Download slides of the first part | Download slides of the second part
Kristian Kersting
Kristian Kersting's homepage
Title: Lifted Statistical Machine Learning
Our minds make inferences that appear to go far beyond standard data science approaches. Whereas people can learn richer representations and use them for a wider range of data science tasks, data science algorithms have been mainly employed in a stand-alone context, constructing a single function from a table of training examples. In this seminar, I shall touch upon an approach to data science that can capture these human learning aspects by combining graphs, databases, and relational logic in general with statistical learning and optimization. Here, high-level (logical) features such as individuals, relations, functions, and connectives provide declarative clarity and succinct characterizations of the data science problem. While attractive from a modeling viewpoint, this declarative data science programming also often assuredly complicates the underlying model, making solving it potentially very slow. Hence, I shall also touch upon ways to reduce the solver costs. One promising direction to speed up is to cache local structures in the computational models.

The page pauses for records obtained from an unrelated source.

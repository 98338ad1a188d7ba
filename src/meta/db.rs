//! SQLite file-list database
//!
//! Same content as a `met2` block plus the file names, in two tables:
//! - `files(path, pack_index)`: every file and the pack owning it
//! - `packs(name, dependency)`: every pack with its direct dependencies as
//!   a `", "`-separated list of pack indices
//!
//! Row order is significant: the n-th `packs` row is pack index n.
//! Such a database describes packs shipped with the application (the
//! manager's `local_packs_db`) and is also written next to the pack store
//! after every remote index load.

use rusqlite::{params, Connection, OpenFlags};
use std::path::Path;
use tracing::{debug, info};

use super::{parse_dependency_list, FileNamesTree, MetaError, PackDescription, PackMetaData};
use crate::graph::PackGraph;
use crate::paths::is_safe_relative;

/// A loaded file-list database.
#[derive(Debug, Clone)]
pub struct LocalPacksDb {
    meta: PackMetaData,
    names: Vec<String>,
    tree: FileNamesTree,
}

impl LocalPacksDb {
    /// Open and validate a database.
    pub fn open(db_path: &Path) -> Result<Self, MetaError> {
        if !db_path.is_file() {
            return Err(MetaError::Io(std::io::Error::new(
                std::io::ErrorKind::NotFound,
                format!("no local packs database: {}", db_path.display()),
            )));
        }

        let conn = Connection::open_with_flags(db_path, OpenFlags::SQLITE_OPEN_READ_ONLY)?;

        let mut names = Vec::new();
        let mut file_packs = Vec::new();
        {
            let mut stmt = conn.prepare_cached("SELECT path, pack_index FROM files ORDER BY rowid")?;
            let rows = stmt.query_map([], |row| Ok((row.get::<_, String>(0)?, row.get::<_, u32>(1)?)))?;
            for row in rows {
                let (path, pack) = row?;
                if !is_safe_relative(&path) {
                    return Err(MetaError::Malformed(format!("unsafe file name '{}'", path)));
                }
                names.push(path);
                file_packs.push(pack);
            }
        }

        let mut packs = Vec::new();
        {
            let mut stmt = conn.prepare_cached("SELECT name, dependency FROM packs ORDER BY rowid")?;
            let rows = stmt.query_map([], |row| Ok((row.get::<_, String>(0)?, row.get::<_, String>(1)?)))?;
            for row in rows {
                let (name, dependency) = row?;
                packs.push(PackDescription {
                    name,
                    dependencies: parse_dependency_list(&dependency)?,
                });
            }
        }

        for (file, &index) in file_packs.iter().enumerate() {
            if index as usize >= packs.len() {
                return Err(MetaError::PackIndexOutOfRange {
                    file,
                    index,
                    packs: packs.len(),
                });
            }
        }
        PackGraph::from_dependencies(packs.iter().map(|p| p.dependencies.clone()).collect())?;

        info!(
            "Loaded local packs database {} ({} packs, {} files)",
            db_path.display(),
            packs.len(),
            names.len()
        );

        let tree = names.iter().map(String::as_str).collect();
        Ok(Self {
            meta: PackMetaData::new(packs, file_packs),
            names,
            tree,
        })
    }

    pub fn meta(&self) -> &PackMetaData {
        &self.meta
    }

    pub fn file_names(&self) -> &[String] {
        &self.names
    }

    pub fn contains_file(&self, relative_path: &str) -> bool {
        self.tree.contains(relative_path)
    }

    pub fn has_pack(&self, name: &str) -> bool {
        self.meta.has_pack(name)
    }
}

/// Write (replacing) a file-list database.
pub fn write_packs_db(db_path: &Path, meta: &PackMetaData, file_names: &[String]) -> Result<(), MetaError> {
    if file_names.len() != meta.file_count() {
        return Err(MetaError::Malformed(format!(
            "{} file names for {} files",
            file_names.len(),
            meta.file_count()
        )));
    }

    if db_path.exists() {
        std::fs::remove_file(db_path)?;
    }

    let mut conn = Connection::open(db_path)?;
    conn.execute_batch(
        "PRAGMA journal_mode = DELETE;
         CREATE TABLE IF NOT EXISTS files (
             path TEXT NOT NULL,
             pack_index INTEGER NOT NULL
         );
         CREATE TABLE IF NOT EXISTS packs (
             name TEXT NOT NULL,
             dependency TEXT NOT NULL
         );",
    )?;

    let tx = conn.transaction()?;
    {
        let mut insert_file = tx.prepare_cached("INSERT INTO files (path, pack_index) VALUES (?1, ?2)")?;
        for (path, pack) in file_names.iter().zip(meta.file_pack_indexes()) {
            insert_file.execute(params![path, pack])?;
        }

        let mut insert_pack = tx.prepare_cached("INSERT INTO packs (name, dependency) VALUES (?1, ?2)")?;
        for pack in meta.packs() {
            let deps: Vec<String> = pack.dependencies.iter().map(|d| d.to_string()).collect();
            insert_pack.execute(params![pack.name, deps.join(", ")])?;
        }
    }
    tx.commit()?;

    debug!("Wrote packs database {}", db_path.display());
    Ok(())
}

#[cfg(test)]
mod tests {
    use super::*;
    use tempfile::TempDir;

    fn sample() -> (PackMetaData, Vec<String>) {
        let meta = PackMetaData::new(
            vec![
                PackDescription { name: "base".into(), dependencies: vec![] },
                PackDescription { name: "ui".into(), dependencies: vec![0] },
            ],
            vec![0, 1, 1],
        );
        let names = vec!["data/base.txt".into(), "ui/font.fnt".into(), "ui/button.png".into()];
        (meta, names)
    }

    #[test]
    fn test_write_then_open() -> anyhow::Result<()> {
        let dir = TempDir::new()?;
        let path = dir.path().join("local_packs.db");
        let (meta, names) = sample();
        write_packs_db(&path, &meta, &names)?;
        // Overwrites cleanly
        write_packs_db(&path, &meta, &names)?;

        let db = LocalPacksDb::open(&path)?;
        assert_eq!(db.file_names(), names.as_slice());
        assert!(db.has_pack("ui"));
        assert_eq!(db.meta().pack(1).unwrap().dependencies, vec![0]);
        assert_eq!(db.meta().file_indexes(1), vec![1, 2]);
        assert!(db.contains_file("ui/font.fnt"));
        assert!(!db.contains_file("ui/missing.png"));
        Ok(())
    }

    #[test]
    fn test_missing_db_is_error() {
        assert!(LocalPacksDb::open(Path::new("/nonexistent/local.db")).is_err());
    }

    #[test]
    fn test_cyclic_db_is_rejected() -> anyhow::Result<()> {
        let dir = TempDir::new()?;
        let path = dir.path().join("cyclic.db");
        let meta = PackMetaData::new(
            vec![
                PackDescription { name: "a".into(), dependencies: vec![1] },
                PackDescription { name: "b".into(), dependencies: vec![0] },
            ],
            vec![0],
        );
        write_packs_db(&path, &meta, &["a.txt".to_string()])?;
        assert!(matches!(LocalPacksDb::open(&path), Err(MetaError::Graph(_))));
        Ok(())
    }

    #[test]
    fn test_escaping_names_are_rejected() -> anyhow::Result<()> {
        let dir = TempDir::new()?;
        let (meta, _) = sample();
        for bad in ["../outside.txt", "/etc/passwd", "ui/../../outside.txt"] {
            let path = dir.path().join("escaping.db");
            let names = vec!["data/base.txt".to_string(), bad.to_string(), "ui/button.png".to_string()];
            write_packs_db(&path, &meta, &names)?;
            assert!(matches!(LocalPacksDb::open(&path), Err(MetaError::Malformed(_))), "{}", bad);
        }
        Ok(())
    }
}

I shall illustrate this for probabilistic inference, linear programs, and convex quadratic programs, all working horses of data science.
Fabrizio Riguzzi
Fabrizio Riguzzi's homepage
Title: Probabilistic Inductive Logic Programming
Probabilistic Logic Programming is a form of Probabilistic Programming that is receiving an increasing attention for its ability to combine powerful knowledge representation with Turing completeness. The lecture will overview the main systems for learning probabilistic logic programs both in terms of parameters and of structure. For parameter learning, it will illustrate the systems PRISM, LeProbLog, EMBLEM and ProbLog2. For structure learning, it will present the systems ProbFOIL+ and SLIPCOVER.
Vaishak Belle
Vaishak Belle's homepage
Title: Effective Probabilistic Logical Reasoning and Learning in Continuous Domains
Weighted model counting (WMC) is the problem of computing the mass of a function over the set of models of a propositional theory and lies at the heart of probabilistic artificial intelligence, where a core issue is to quantify uncertainty over logically-structured worlds. Many state-of-the-art algorithms dealing with discrete Bayesian networks, factor graphs, probabilistic programs , and probabilistic databases reduce their inference problem to a WMC computation. While a typical WMC inference task is to compute the partition functions and marginals of factored probability distributions, it has also been used as a subroutine for more general tasks such as automated planning.
In this talk, we report on a new computational abstraction called weighted model integration (WMI) that extends WMC to continuous and mixed discrete continuous domains. We discuss various strategies for solving WMI effectively. We then report on ongoing work on parameter and structure learning for WMI.